Tell us about the man behind these guides. What was Eugene Fodor's vision of traveling?
Eugene Fodor started Fodor's because he really wanted to introduce people to travel and he felt that travel was a form of international diplomacy. Even though we're transitioning into a digital world, we make sure that we remain true to his vision.
How has travel changed in recent years, especially since the recession?
The recession has obviously had a deep impact on the travel industry. Up to the recession, there were forecasts that travel would grow 5-10%, and as a result, a lot of people were building hotels, and airlines were expanding. And when the recession hit, there was a lot of excess capacity in the system. The travel industry is just now working through that…and beginning to grow again.
For consumers, it's a little bit of a different story, although a parallel story. The travel economy came to a standstill and people just stopped traveling. Now those who feel more secure in their jobs are beginning to travel once again and they're beginning to travel farther away from home.
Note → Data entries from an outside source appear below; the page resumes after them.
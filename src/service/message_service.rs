use std::sync::Arc;

use chrono::Utc;

use crate::{domain::Message, error::Result, repository::MessageRepository};

pub struct MessageService {
    repo: Arc<dyn MessageRepository>,
}

impl MessageService {
    pub fn new(repo: Arc<dyn MessageRepository>) -> Self {
        Self { repo }
    }

    pub async fn list(&self) -> Result<Vec<Message>> {
        self.repo.list().await
    }

    /// Stamps the server clock onto the message before it is stored. A
    /// timestamp sent by the client is never used.
    pub async fn post(&self, sender: String, content: String) -> Result<Message> {
        let message = Message {
            sender,
            content,
            timestamp: Utc::now().to_rfc3339(),
        };

        self.repo.append(message).await
    }

    pub async fn delete_latest(&self) -> Result<()> {
        self.repo.remove_latest().await
    }
}
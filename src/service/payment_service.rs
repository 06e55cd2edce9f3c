use std::sync::Arc;

use chrono::Utc;
use qrcode::render::svg;
use qrcode::QrCode;
use uuid::Uuid;

use crate::{
    config::RentConfig,
    domain::{Payment, PaymentStatus},
    error::Result,
    repository::PaymentRepository,
};

const QR_IMAGE_ENDPOINT: &str = "https://api.qrserver.com/v1/create-qr-code/?size=500x500&data=";

/// Creates payments with deterministically derived UPI and QR links and
/// records the outcome the tenant reports.
pub struct PaymentService {
    repo: Arc<dyn PaymentRepository>,
    rent: RentConfig,
}

impl PaymentService {
    pub fn new(repo: Arc<dyn PaymentRepository>, rent: RentConfig) -> Self {
        Self { repo, rent }
    }

    /// Creates a new payment from the configured rent agreement. The caller
    /// supplies nothing; amount, payee and note all come from configuration.
    pub async fn initiate(&self) -> Result<Payment> {
        let upi_url = build_upi_url(
            &self.rent.upi_id,
            &self.rent.payee_name,
            &self.rent.amount_inr,
            &self.rent.note,
        );
        let qr_url = build_qr_url(&upi_url);

        let payment = Payment {
            id: Uuid::new_v4().to_string(),
            created_at: Utc::now(),
            status: PaymentStatus::Created,
            amount: self.rent.amount_inr.clone(),
            upi_id: self.rent.upi_id.clone(),
            payee_name: self.rent.payee_name.clone(),
            note: self.rent.note.clone(),
            upi_url,
            qr_url,
        };

        tracing::info!("Initiated payment {}", payment.id);
        self.repo.insert(payment).await
    }

    pub async fn find(&self, id: &str) -> Result<Option<Payment>> {
        self.repo.find_by_id(id).await
    }

    /// Overwrites the status unconditionally. A payment already marked
    /// FAILED flips to SUCCESS here; last write wins in both directions.
    pub async fn mark_success(&self, id: &str) -> Result<Option<Payment>> {
        self.repo.update_status(id, PaymentStatus::Success).await
    }

    pub async fn mark_failed(&self, id: &str) -> Result<Option<Payment>> {
        self.repo.update_status(id, PaymentStatus::Failed).await
    }

    /// Renders the payment's UPI link as an SVG QR code, for clients that
    /// don't want to load the third-party image behind `qr_url`.
    pub async fn qr_svg(&self, id: &str) -> Result<Option<String>> {
        let payment = match self.repo.find_by_id(id).await? {
            Some(payment) => payment,
            None => return Ok(None),
        };

        let code = QrCode::new(payment.upi_url.as_bytes())?;
        let image = code
            .render::<svg::Color>()
            .min_dimensions(500, 500)
            .build();

        Ok(Some(image))
    }
}

// Query parameter values are percent-encoded individually; the URL skeleton
// around them is emitted as-is.
fn build_upi_url(pa: &str, pn: &str, am: &str, tn: &str) -> String {
    format!(
        "upi://pay?pa={}&pn={}&am={}&cu=INR&tn={}",
        enc(pa),
        enc(pn),
        enc(am),
        enc(tn)
    )
}

fn build_qr_url(upi_url: &str) -> String {
    format!("{}{}", QR_IMAGE_ENDPOINT, enc(upi_url))
}

fn enc(v: &str) -> String {
    urlencoding::encode(v).into_owned()
}
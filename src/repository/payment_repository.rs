use std::collections::HashMap;

use async_trait::async_trait;
use tokio::sync::RwLock;

use crate::{
    domain::{Payment, PaymentStatus},
    error::Result,
    repository::PaymentRepository,
};

/// Payment records live in process memory for the lifetime of the server;
/// nothing is ever evicted. Values are stored as immutable snapshots and a
/// status update replaces the whole record under the write lock, so two
/// concurrent updates to the same id resolve last-write-wins.
pub struct InMemoryPaymentRepository {
    payments: RwLock<HashMap<String, Payment>>,
}

impl InMemoryPaymentRepository {
    pub fn new() -> Self {
        Self {
            payments: RwLock::new(HashMap::new()),
        }
    }
}

impl Default for InMemoryPaymentRepository {
    fn default() -> Self {
        Self::new()
    }
}

#[async_trait]
impl PaymentRepository for InMemoryPaymentRepository {
    async fn insert(&self, payment: Payment) -> Result<Payment> {
        let mut payments = self.payments.write().await;
        payments.insert(payment.id.clone(), payment.clone());
        Ok(payment)
    }

    async fn find_by_id(&self, id: &str) -> Result<Option<Payment>> {
        let payments = self.payments.read().await;
        Ok(payments.get(id).cloned())
    }

    async fn update_status(&self, id: &str, status: PaymentStatus) -> Result<Option<Payment>> {
        let mut payments = self.payments.write().await;
        match payments.get(id).cloned() {
            Some(mut payment) => {
                payment.status = status;
                payments.insert(id.to_string(), payment.clone());
                Ok(Some(payment))
            }
            None => Ok(None),
        }
    }
}
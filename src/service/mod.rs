pub mod message_service;
pub mod payment_service;

use std::sync::Arc;

use crate::config::Settings;
use crate::repository::{MessageRepository, PaymentRepository};
use message_service::MessageService;
use payment_service::PaymentService;

pub struct ServiceContext {
    pub payment_service: Arc<PaymentService>,
    pub message_service: Arc<MessageService>,
}

impl ServiceContext {
    pub fn new(
        payment_repo: Arc<dyn PaymentRepository>,
        message_repo: Arc<dyn MessageRepository>,
        settings: &Settings,
    ) -> Self {
        let payment_service = Arc::new(PaymentService::new(payment_repo, settings.rent.clone()));
        let message_service = Arc::new(MessageService::new(message_repo));

        Self {
            payment_service,
            message_service,
        }
    }
}
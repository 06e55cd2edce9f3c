use axum::{extract::State, Json};
use serde::Serialize;

use crate::{api::state::AppState, error::Result};

#[derive(Debug, Serialize)]
#[serde(rename_all = "camelCase")]
pub struct ConfigResponse {
    pub owner_name: String,
    pub payee_name: String,
    pub upi_id: String,
    #[serde(rename = "amountINR")]
    pub amount_inr: String,
    pub note: String,
}

/// Static rent details for the landing page.
pub async fn get_config(State(state): State<AppState>) -> Result<Json<ConfigResponse>> {
    let rent = &state.settings.rent;

    Ok(Json(ConfigResponse {
        owner_name: rent.owner_name.clone(),
        payee_name: rent.payee_name.clone(),
        upi_id: rent.upi_id.clone(),
        amount_inr: rent.amount_inr.clone(),
        note: rent.note.clone(),
    }))
}
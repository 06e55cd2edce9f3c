use serde::{Deserialize, Serialize};

/// A chat board entry. `timestamp` is assigned by the server when the
/// message is posted; clients never control it.
#[derive(Debug, Clone, Serialize, Deserialize, PartialEq, Eq)]
pub struct Message {
    pub sender: String,
    pub content: String,
    pub timestamp: String,
}
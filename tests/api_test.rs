use std::sync::Arc;

use axum::{
    body::Body,
    http::{header, Request, StatusCode},
    Router,
};
use serde_json::Value;
use tower::util::ServiceExt;

use rent_portal::{
    config::{RentConfig, ServerConfig, Settings},
    repository::{InMemoryMessageRepository, InMemoryPaymentRepository},
    service::ServiceContext,
};

fn test_app() -> Router {
    let settings = Settings {
        server: ServerConfig {
            host: "127.0.0.1".to_string(),
            port: 0,
        },
        rent: RentConfig {
            upi_id: "owner@bank".to_string(),
            payee_name: "Owner".to_string(),
            amount_inr: "15000".to_string(),
            note: "Rent".to_string(),
            owner_name: "Asha".to_string(),
        },
    };

    let payment_repo = Arc::new(InMemoryPaymentRepository::new());
    let message_repo = Arc::new(InMemoryMessageRepository::new());
    let service_context = Arc::new(ServiceContext::new(payment_repo, message_repo, &settings));

    rent_portal::api::create_app(service_context, Arc::new(settings))
}

async fn body_json(response: axum::response::Response) -> anyhow::Result<Value> {
    let bytes = axum::body::to_bytes(response.into_body(), usize::MAX).await?;
    Ok(serde_json::from_slice(&bytes)?)
}

#[tokio::test]
async fn test_config_endpoint_exposes_rent_details() -> anyhow::Result<()> {
    let app = test_app();

    let response = app
        .oneshot(Request::builder().uri("/api/config").body(Body::empty())?)
        .await?;
    assert_eq!(response.status(), StatusCode::OK);

    let json = body_json(response).await?;
    assert_eq!(json["ownerName"], "Asha");
    assert_eq!(json["payeeName"], "Owner");
    assert_eq!(json["upiId"], "owner@bank");
    assert_eq!(json["amountINR"], "15000");
    assert_eq!(json["note"], "Rent");

    Ok(())
}

#[tokio::test]
async fn test_payment_lifecycle_over_http() -> anyhow::Result<()> {
    let app = test_app();

    // Initiate
    let response = app
        .clone()
        .oneshot(
            Request::builder()
                .method("POST")
                .uri("/api/payments")
                .body(Body::empty())?,
        )
        .await?;
    assert_eq!(response.status(), StatusCode::OK);

    let payment = body_json(response).await?;
    assert_eq!(payment["status"], "CREATED");
    assert_eq!(
        payment["upiUrl"],
        "upi://pay?pa=owner%40bank&pn=Owner&am=15000&cu=INR&tn=Rent"
    );
    let qr_url = payment["qrUrl"].as_str().unwrap();
    assert!(qr_url.starts_with("https://api.qrserver.com/v1/create-qr-code/?size=500x500&data="));
    assert!(qr_url.contains("upi%3A%2F%2Fpay%3Fpa%3Downer%2540bank"));
    assert!(payment["createdAt"].is_string());
    let id = payment["id"].as_str().unwrap().to_string();

    // Fetch
    let response = app
        .clone()
        .oneshot(
            Request::builder()
                .uri(format!("/api/payments/{}", id))
                .body(Body::empty())?,
        )
        .await?;
    assert_eq!(response.status(), StatusCode::OK);
    let fetched = body_json(response).await?;
    assert_eq!(fetched["id"], id.as_str());

    // Report success
    let response = app
        .clone()
        .oneshot(
            Request::builder()
                .method("POST")
                .uri(format!("/api/payments/{}/success", id))
                .body(Body::empty())?,
        )
        .await?;
    assert_eq!(response.status(), StatusCode::OK);
    let updated = body_json(response).await?;
    assert_eq!(updated["status"], "SUCCESS");

    // Report failed afterwards; the overwrite is unguarded
    let response = app
        .clone()
        .oneshot(
            Request::builder()
                .method("POST")
                .uri(format!("/api/payments/{}/failed", id))
                .body(Body::empty())?,
        )
        .await?;
    assert_eq!(response.status(), StatusCode::OK);
    let updated = body_json(response).await?;
    assert_eq!(updated["status"], "FAILED");

    Ok(())
}

#[tokio::test]
async fn test_unknown_payment_id_is_404_with_empty_body() -> anyhow::Result<()> {
    let app = test_app();

    for (method, uri) in [
        ("GET", "/api/payments/nope"),
        ("POST", "/api/payments/nope/success"),
        ("POST", "/api/payments/nope/failed"),
        ("GET", "/api/payments/nope/qr.svg"),
    ] {
        let response = app
            .clone()
            .oneshot(Request::builder().method(method).uri(uri).body(Body::empty())?)
            .await?;
        assert_eq!(response.status(), StatusCode::NOT_FOUND, "{} {}", method, uri);

        let bytes = axum::body::to_bytes(response.into_body(), usize::MAX).await?;
        assert!(bytes.is_empty(), "{} {} body not empty", method, uri);
    }

    Ok(())
}

#[tokio::test]
async fn test_qr_svg_endpoint_serves_svg() -> anyhow::Result<()> {
    let app = test_app();

    let response = app
        .clone()
        .oneshot(
            Request::builder()
                .method("POST")
                .uri("/api/payments")
                .body(Body::empty())?,
        )
        .await?;
    let payment = body_json(response).await?;
    let id = payment["id"].as_str().unwrap().to_string();

    let response = app
        .clone()
        .oneshot(
            Request::builder()
                .uri(format!("/api/payments/{}/qr.svg", id))
                .body(Body::empty())?,
        )
        .await?;
    assert_eq!(response.status(), StatusCode::OK);
    assert_eq!(
        response.headers()[header::CONTENT_TYPE],
        "image/svg+xml"
    );

    let bytes = axum::body::to_bytes(response.into_body(), usize::MAX).await?;
    let body = String::from_utf8(bytes.to_vec())?;
    assert!(body.contains("<svg"));

    Ok(())
}

#[tokio::test]
async fn test_message_board_over_http() -> anyhow::Result<()> {
    let app = test_app();

    // A client-supplied timestamp is discarded, never echoed.
    let response = app
        .clone()
        .oneshot(
            Request::builder()
                .method("POST")
                .uri("/api/messages")
                .header(header::CONTENT_TYPE, "application/json")
                .body(Body::from(
                    r#"{"sender":"A","content":"hi","timestamp":"not-the-server-clock"}"#,
                ))?,
        )
        .await?;
    assert_eq!(response.status(), StatusCode::OK);

    let message = body_json(response).await?;
    assert_eq!(message["sender"], "A");
    assert_eq!(message["content"], "hi");
    let timestamp = message["timestamp"].as_str().unwrap();
    assert!(!timestamp.is_empty());
    assert_ne!(timestamp, "not-the-server-clock");

    // The board lists it in order.
    let response = app
        .clone()
        .oneshot(Request::builder().uri("/api/messages").body(Body::empty())?)
        .await?;
    assert_eq!(response.status(), StatusCode::OK);
    let messages = body_json(response).await?;
    assert_eq!(messages.as_array().unwrap().len(), 1);
    assert_eq!(messages[0]["content"], "hi");

    // Delete latest empties it again.
    let response = app
        .clone()
        .oneshot(
            Request::builder()
                .method("DELETE")
                .uri("/api/messages/latest")
                .body(Body::empty())?,
        )
        .await?;
    assert_eq!(response.status(), StatusCode::OK);

    let response = app
        .clone()
        .oneshot(Request::builder().uri("/api/messages").body(Body::empty())?)
        .await?;
    let messages = body_json(response).await?;
    assert!(messages.as_array().unwrap().is_empty());

    // Deleting from the now-empty board is still a 200 no-op.
    let response = app
        .clone()
        .oneshot(
            Request::builder()
                .method("DELETE")
                .uri("/api/messages/latest")
                .body(Body::empty())?,
        )
        .await?;
    assert_eq!(response.status(), StatusCode::OK);

    Ok(())
}

#[tokio::test]
async fn test_health_endpoint() -> anyhow::Result<()> {
    let app = test_app();

    let response = app
        .oneshot(Request::builder().uri("/health").body(Body::empty())?)
        .await?;
    assert_eq!(response.status(), StatusCode::OK);

    let json = body_json(response).await?;
    assert_eq!(json["status"], "healthy");

    Ok(())
}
And how has that changed travel guides?
One obvious trend is that as we've become digital. As people have access to the Internet and mobile devices, there is much more travel information available. And travelers are less reliant on traditional guide books than perhaps they were before.
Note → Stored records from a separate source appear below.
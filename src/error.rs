use axum::{
    http::StatusCode,
    response::{IntoResponse, Response},
    Json,
};
use serde_json::json;
use thiserror::Error;

pub type Result<T> = std::result::Result<T, AppError>;

#[derive(Error, Debug)]
pub enum AppError {
    #[error("Not found: {0}")]
    NotFound(String),

    #[error("Internal server error: {0}")]
    Internal(String),
}

impl IntoResponse for AppError {
    fn into_response(self) -> Response {
        match self {
            // The portal frontends expect a bare 404 with an empty body.
            AppError::NotFound(msg) => {
                tracing::debug!("Not found: {}", msg);
                StatusCode::NOT_FOUND.into_response()
            }
            AppError::Internal(msg) => {
                tracing::error!("Internal error: {}", msg);
                let body = Json(json!({
                    "error": "Internal server error",
                }));
                (StatusCode::INTERNAL_SERVER_ERROR, body).into_response()
            }
        }
    }
}

impl From<qrcode::types::QrError> for AppError {
    fn from(err: qrcode::types::QrError) -> Self {
        AppError::Internal(err.to_string())
    }
}
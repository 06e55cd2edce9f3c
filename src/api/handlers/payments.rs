use axum::{
    extract::{Path, State},
    http::header,
    response::IntoResponse,
    Json,
};

use crate::{
    api::state::AppState,
    domain::Payment,
    error::{AppError, Result},
};

pub async fn create(State(state): State<AppState>) -> Result<Json<Payment>> {
    let payment = state.service_context.payment_service.initiate().await?;

    Ok(Json(payment))
}

pub async fn get(
    State(state): State<AppState>,
    Path(id): Path<String>,
) -> Result<Json<Payment>> {
    let payment = state
        .service_context
        .payment_service
        .find(&id)
        .await?
        .ok_or(AppError::NotFound("Payment not found".to_string()))?;

    Ok(Json(payment))
}

pub async fn mark_success(
    State(state): State<AppState>,
    Path(id): Path<String>,
) -> Result<Json<Payment>> {
    let payment = state
        .service_context
        .payment_service
        .mark_success(&id)
        .await?
        .ok_or(AppError::NotFound("Payment not found".to_string()))?;

    Ok(Json(payment))
}

pub async fn mark_failed(
    State(state): State<AppState>,
    Path(id): Path<String>,
) -> Result<Json<Payment>> {
    let payment = state
        .service_context
        .payment_service
        .mark_failed(&id)
        .await?
        .ok_or(AppError::NotFound("Payment not found".to_string()))?;

    Ok(Json(payment))
}

pub async fn qr_svg(
    State(state): State<AppState>,
    Path(id): Path<String>,
) -> Result<impl IntoResponse> {
    let svg = state
        .service_context
        .payment_service
        .qr_svg(&id)
        .await?
        .ok_or(AppError::NotFound("Payment not found".to_string()))?;

    Ok(([(header::CONTENT_TYPE, "image/svg+xml")], svg))
}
The other trend is actually more subtle but equally significant. What's happening over time is that travel is becoming much, much more democratic. As travel becomes more commonplace—the fact that you can fly nonstop from New York to Hong Kong—people feel more comfortable traveling. If you've been to a destination before, do you still need the same kind of preparation? I think that, for the once-in-a-lifetime trip, people are still dependent on travel guides. But people are looking for easier ways to get that information.
How have you changed Fodor's guides to keep up with these trends?
In the last four or five years, we've changed these books to make them more entertaining, more inspirational and just more fun to read. We go into depth on things like how to dance and learn the tango in Buenos Aires. Or how to do a wine trip in Italy. We've introduced color books in the last three years and we have added magazine-like features to bring destinations alive.
What are your personal favorite trips?
Istanbul if you're looking for something a little bit more adventurous and if you want a European kind of trip. Istanbul is fascinating because there is so much culture and is in the middle of everything, but it is a thoroughly modern city. And I happen to have a very soft spot in my heart for Macchu Picchu. It's one of the great trips that everyone should take in their life—to be able to walk in the middle of those mountains is just mythical.